In 1758 the 'Seigneurie de Seneffe' was bought by Julien Depestre, a Walloon merchant who earned a fortune by selling goods to the Imperial Austrian troops stationed in the Austrian Netherlands. Depestre's new status as a wealthy and influential individual was also confirmed by the acquisition of noble titles such as 'Seigneur de Seneffe' (Lord of Seneffe) and 'Count of Turnhout'. The new castle designed by Laurent-Benoît Dewez had to match with Depestre's new noble status. It was erected between 1763 and 1768 in a novel neoclassical style. When Julien Depestre died in 1774 the decoration of the château and the embellishment of the park were continued by his widow and his eldest son Joseph II Depestre.

After the French Revolution and the subsequent occupation of the Austrian Netherlands by the French Republic, the extraordinary art collection (1797) and the château were confiscated (1799).

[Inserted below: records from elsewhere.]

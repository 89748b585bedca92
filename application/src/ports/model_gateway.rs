//! Model gateway port
//!
//! Defines how the application layer reaches model providers. The
//! infrastructure request executor implements this behind the registry,
//! parameter adapter, retry loop, and per-provider concurrency limits;
//! use cases see exactly one call that yields one response or one typed
//! error.

use async_trait::async_trait;
use tutormesh_domain::{CompletionRequest, CompletionResponse, ProviderError};

/// Gateway for model completions
#[async_trait]
pub trait ModelGateway: Send + Sync {
    /// Perform one completion. Provider/model resolution, parameter
    /// shaping, timeout, and retries all happen behind this call.
    async fn complete(&self, request: CompletionRequest)
    -> Result<CompletionResponse, ProviderError>;
}
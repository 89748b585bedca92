//! Provider configuration, error taxonomy, and the parameter support matrix

pub mod config;
pub mod error;
pub mod health;
pub mod params;
pub mod request;
pub mod usage;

It was bought by a figurehead assigned by the Depestre family and came back into their possession after the ascent of Napoleon as Emperor of the French in 1804. The château was sold by Joseph II Depestre's son Honoré in 1837 and bought by the Daminet family. In 1888 it was acquired from them by Baron Goffinet. The last private proprietor was a Belgian banker of Jewish origin, Franz Philipson, who bought the 'domaine' in 1909. In the advent of the Second World War the Philippson family escaped to England and the United States. When German troops invaded Belgium in 1940 the château was confiscated by the Germans and used as a local headquarters and a summer residence for the German military Governor of Belgium, General Alexander von Falkenhausen. After the liberation of Belgium in 1944 it was occupied by the US Army. It was acquired from the Philippson heirs in 1952 by the "Collège du Sacré Coeur" which used it as a school between 1952 and 1963. The castle of Seneffe was then abandoned for 7 years, until the Belgian State decided to purchase it in 1970. During these years the castle was severely looted by people who removed and sold valuable interior decoration such as marble fireplaces and carved wainscotings. After the acquisition by the Belgian state the deterioration continued due to defected doors, windows and roofing. Extensive interior and exterior renovations were only started after 1978 and were not finished until 1995.

== Architecture ==

The château of Seneffe with its magnificent park and annexes offers a very fine example of a mid-18th-century noble residence. In general it follows the example of French noble and royal residences. It can be compared with the Petit Trianon built at the same time (1762–1768) by Ange-Jacques Gabriel for Louis XV. Elements like the colonnades flanking the central frontal courtyard are novel elements introduced by architect Dewez who trained in Italy under Luigi Vanvitelli. Dewez also found inspiration in neoclassical English country houses of his time. The quality of the architecture and its international inspiration make it a unique building.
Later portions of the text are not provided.